Linの気まぐれトーク

映画と小説の日々

季節外れの雪

窓のない部屋に寝ているけれど、雪は気配でわかる。

外がほの明るいのだ。


社会生活している頃は雪が嫌いだった。

それは生活のリズムを崩す不届き者だった。


還暦で子どもに戻り、

雪国に暮らす人には申し訳ないけれど、濃尾平野の端っこでは貴重な雪に、

今は子どものようにはしゃいで雪の中を歩く。

目的地は図書館だ。


最新刊の文藝春秋に芥川賞受賞作品が掲載されており、館内閲覧なので椅子にかけて読む。

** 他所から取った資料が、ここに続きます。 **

// Pure page description - no HTTP or I/O in here.
// A page is a title/layout config plus the blocks emitted into it, in order.

use serde::{Deserialize, Serialize};

pub const PAGE_TITLE: &str = "BOM Dashboard";
pub const HEADING: &str = "Bill of Materials Dashboard";
pub const WELCOME: &str = "Welcome to the BOM (Bill of Materials) management application.";
pub const LOADED: &str = "Application loaded successfully!";

#[derive(Debug, Clone, Copy, Serialize, Deserialize, PartialEq, Eq, Default)]
#[serde(rename_all = "lowercase")]
pub enum Layout {
    #[default]
    Centered,
    Wide,
}

impl Layout {
    pub fn as_str(&self) -> &'static str {
        match self {
            Self::Centered => "centered",
            Self::Wide => "wide",
        }
    }
}

#[derive(Debug, Clone, Serialize, Deserialize, PartialEq, Eq)]
pub struct PageConfig {
    pub title: String,
    pub layout: Layout,
}

/// One block of page content.
#[derive(Debug, Clone, Serialize, Deserialize, PartialEq, Eq)]
pub enum Element {
    Title(String),
    Paragraph(String),
    Info(String),
}

#[derive(Debug, Clone, PartialEq, Eq)]
pub struct Page {
    pub config: PageConfig,
    pub elements: Vec<Element>,
}

impl Page {
    pub fn new(config: PageConfig) -> Self {
        Self {
            config,
            elements: Vec::new(),
        }
    }

    /// Appends a top-level heading.
    pub fn title(&mut self, text: &str) -> &mut Self {
        self.elements.push(Element::Title(text.to_string()));
        self
    }

    /// Appends a paragraph of body text.
    pub fn write(&mut self, text: &str) -> &mut Self {
        self.elements.push(Element::Paragraph(text.to_string()));
        self
    }

    /// Appends an informational status banner.
    pub fn info(&mut self, text: &str) -> &mut Self {
        self.elements.push(Element::Info(text.to_string()));
        self
    }

    pub fn headings(&self) -> Vec<&str> {
        self.elements
            .iter()
            .filter_map(|e| match e {
                Element::Title(t) => Some(t.as_str()),
                _ => None,
            })
            .collect()
    }

    pub fn paragraphs(&self) -> Vec<&str> {
        self.elements
            .iter()
            .filter_map(|e| match e {
                Element::Paragraph(t) => Some(t.as_str()),
                _ => None,
            })
            .collect()
    }

    pub fn infos(&self) -> Vec<&str> {
        self.elements
            .iter()
            .filter_map(|e| match e {
                Element::Info(t) => Some(t.as_str()),
                _ => None,
            })
            .collect()
    }
}

/// Builds the dashboard page. Every call starts from a blank page.
pub fn dashboard() -> Page {
    let mut page = Page::new(PageConfig {
        title: PAGE_TITLE.to_string(),
        layout: Layout::Wide,
    });

    page.title(HEADING).write(WELCOME).info(LOADED);

    page
}

#[cfg(test)]
mod tests {
    use super::*;
    use rstest::rstest;

    #[test]
    fn test_dashboard_config() {
        let page = dashboard();
        assert_eq!(page.config.title, "BOM Dashboard");
        assert_eq!(page.config.layout, Layout::Wide);
        assert_eq!(page.config.layout.as_str(), "wide");
    }

    #[test]
    fn test_dashboard_emission_order() {
        let page = dashboard();
        assert_eq!(
            page.elements,
            vec![
                Element::Title("Bill of Materials Dashboard".to_string()),
                Element::Paragraph(
                    "Welcome to the BOM (Bill of Materials) management application.".to_string()
                ),
                Element::Info("Application loaded successfully!".to_string()),
            ]
        );
    }

    #[test]
    fn test_exactly_one_of_each() {
        let page = dashboard();
        assert_eq!(page.headings(), vec![HEADING]);
        assert_eq!(page.paragraphs(), vec![WELCOME]);
        assert_eq!(page.infos(), vec![LOADED]);
    }

    #[test]
    fn test_no_state_carried_between_calls() {
        let first = dashboard();
        let second = dashboard();
        assert_eq!(first, second);
        assert_eq!(second.elements.len(), 3);
    }

    #[rstest]
    #[case(Layout::Wide, "\"wide\"")]
    #[case(Layout::Centered, "\"centered\"")]
    fn test_layout_serializes_lowercase(#[case] layout: Layout, #[case] expected: &str) {
        assert_eq!(serde_json::to_string(&layout).unwrap(), expected);
        assert_eq!(serde_json::from_str::<Layout>(expected).unwrap(), layout);
    }

    #[test]
    fn test_builder_chains_in_call_order() {
        let mut page = Page::new(PageConfig {
            title: "t".to_string(),
            layout: Layout::default(),
        });
        page.info("a").write("b").title("c");
        assert_eq!(page.infos(), vec!["a"]);
        assert_eq!(page.paragraphs(), vec!["b"]);
        assert_eq!(page.headings(), vec!["c"]);
        assert!(matches!(page.elements[0], Element::Info(_)));
        assert!(matches!(page.elements[2], Element::Title(_)));
    }
}
// Pure logic modules - no sockets or filesystem access.
pub mod page;
pub mod render;
pub mod routes;     // Method/path -> reply mapping
use std::net::SocketAddr;

use http::Method;
use tiny_http::{Header, Request, Response, Server};
use url::Url;

use crate::error::HostError;
use crate::modules::routes::{self, Reply};
use crate::settings::Settings;

/// Blocking HTTP host for the dashboard page.
pub struct PageServer {
    server: Server,
    addr: SocketAddr,
}

impl PageServer {
    pub fn bind(settings: &Settings) -> Result<Self, HostError> {
        let requested = settings.socket_addr()?;

        // Port 0 always means "any free port".
        if requested.port() == 0 {
            let port = portpicker::pick_unused_port().ok_or(HostError::NoFreePort)?;
            return Self::bind_addr(SocketAddr::new(requested.ip(), port));
        }

        match Self::bind_addr(requested) {
            Ok(server) => Ok(server),
            Err(HostError::Bind { addr, source }) if settings.pick_free_port => {
                log::warn!("[Server] Port {} unavailable ({}), picking a free one", addr.port(), source);
                let port = portpicker::pick_unused_port().ok_or(HostError::NoFreePort)?;
                Self::bind_addr(SocketAddr::new(requested.ip(), port))
            }
            Err(e) => Err(e),
        }
    }

    fn bind_addr(addr: SocketAddr) -> Result<Self, HostError> {
        let server = Server::http(addr).map_err(|source| HostError::Bind { addr, source })?;
        // Reported address is authoritative if the OS adjusted anything.
        let addr = server.server_addr().to_ip().unwrap_or(addr);
        Ok(Self { server, addr })
    }

    pub fn local_addr(&self) -> SocketAddr {
        self.addr
    }

    pub fn url(&self) -> Result<Url, HostError> {
        Url::parse(&format!("http://{}/", self.addr))
            .map_err(|e| HostError::Config(format!("unusable address {}: {}", self.addr, e)))
    }

    /// Serves requests until the listener shuts down.
    pub fn run(&self) -> Result<(), HostError> {
        log::info!("[Server] Dashboard available at {}", self.url()?);

        for request in self.server.incoming_requests() {
            Self::handle(request);
        }

        log::info!("[Server] Listener closed");
        Ok(())
    }

    /// Blocks until one request arrives, then answers it.
    pub fn serve_one(&self) -> Result<(), HostError> {
        let request = self.server.recv()?;
        Self::handle(request);
        Ok(())
    }

    fn handle(request: Request) {
        let method = Method::from_bytes(request.method().to_string().as_bytes())
            .unwrap_or(Method::GET);
        let reply = routes::route(&method, request.url());

        log::debug!("[Server] {} {} -> {}", method, request.url(), reply.status.as_u16());

        if let Err(e) = request.respond(into_response(reply)) {
            log::warn!("[Server] Failed to send response: {}", e);
        }
    }
}

fn header(name: &str, value: &str) -> Option<Header> {
    Header::from_bytes(name.as_bytes(), value.as_bytes()).ok()
}

fn into_response(reply: Reply) -> Response<std::io::Cursor<Vec<u8>>> {
    let mut response = Response::from_data(reply.body).with_status_code(reply.status.as_u16());

    if let Some(h) = header("Content-Type", &reply.content_type) {
        response.add_header(h);
    }
    if let Some(allow) = reply.allow {
        if let Some(h) = header("Allow", allow) {
            response.add_header(h);
        }
    }
    if let Some(h) = header("Cache-Control", "no-cache") {
        response.add_header(h);
    }

    response
}
use std::net::SocketAddr;

use thiserror::Error;

pub type BoxError = Box<dyn std::error::Error + Send + Sync + 'static>;

#[derive(Debug, Error)]
pub enum HostError {
    #[error("failed to bind {addr}: {source}")]
    Bind {
        addr: SocketAddr,
        #[source]
        source: BoxError,
    },

    #[error("no free port available")]
    NoFreePort,

    #[error("invalid configuration: {0}")]
    Config(String),

    #[error(transparent)]
    Io(#[from] std::io::Error),

    #[error(transparent)]
    Json(#[from] serde_json::Error),
}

『推し・燃ゆ』はじっくり読みたいので、貸出可能になるのを待とう。


有働由美子さんと倉本聰氏の対談があった。

そこで、あるホームレスのことが語られる。

冬はマイナス20度になる富良野で、ホームレスは昼は図書館、夜は暖房付きの駅のトイレで寝る。

彼のことを倉本氏は「哲学者のよう」だったという。

人間の格は、経済力や社会的肩書ではなく、もっと内面的なもので決まるのだと。


うーむ、考えさせられる。

今、私は何をしたらいいのだろう。


ランチはマクドナルドまで歩いて。



雪は、降ったり止んだり。

寒いとはいっても、もう日差しは春の気配。

アスファルトが湯気を立てている。

季節のせめぎ合いは、いつしか春が優勢に。


『シザーハンズ』という映画が好きで、再びDVDを借りてきた。



氷細工が街に雪を降らせるという設定が美しい。

ティム・バートンと組んだジョニー・デップの出世作だ。


一昔前のアメリカ郊外の住宅地。

夫が出勤すると、ヒマな主婦たちの井戸端会議に花が咲く。

なんとも懐かしい風景だが。

エイボン化粧品のセールスレディが、ふと見つけたシザーハンズのロボット(エドワード)を家に連れ帰るのが、そもそもの始まりだ。

気になったのは、その行為を母性的な親愛感で捉えて、誰も不審に思わないこと。

恋愛の対象は若い娘の方であり、

せいぜい50代?の母親は対象外なのだ。

それどころか、同世代の主婦がエドワードを色仕掛けでモノにしようとしたり、

もう滑稽さの対象でしかない。


エイボンレディの母親も十分若くて魅力的、

でもそれは〈恋愛〉ではないのだ。


同じことを『女と男の観覧車』でも感じる。

こちらは2018年制作のアメリカ映画。

ウッディ・アレン監督の49本目の作品で、主演はケイト・ウィンスレット。



ケイトは連れ子のいる後妻役。

夫のハンプティにも前妻との間に娘がいるが、ヤクザな男と結婚して義絶状態。

ケイトの連れ子は火遊びの常習犯、メリーゴーランドのモギリをする夫は冴えない。

いやいやカフェの女給をするケイトには、元女優のプライドがあった。

が、それも義理の娘が登場するまで。



いつも背景に観覧車が回る。


実はケイト扮するジニーは不倫をしていた。

その相手はチープな文学男だが、ジニーは一人で燃え上がってしまう。

それもこれも、夫や息子への不満の裏返しなのだが、本人は気づかない。

が、浮気男は当然のことながら、若い娘の方に恋心を抱く。


さすがにウッディ・アレンは年増女の哀しみを見逃さない。

ケイトにウッディ節をたっぷりと語らせるのはさすがだが。


女が歳を取ることの意味をいやでも考えさせられる。

ケイト・ウィンスレットは作中でまだ40歳!だというのに。


そうか、40歳にして、年増女の悲哀か。

監督は80代にして次作を期待されているのにね。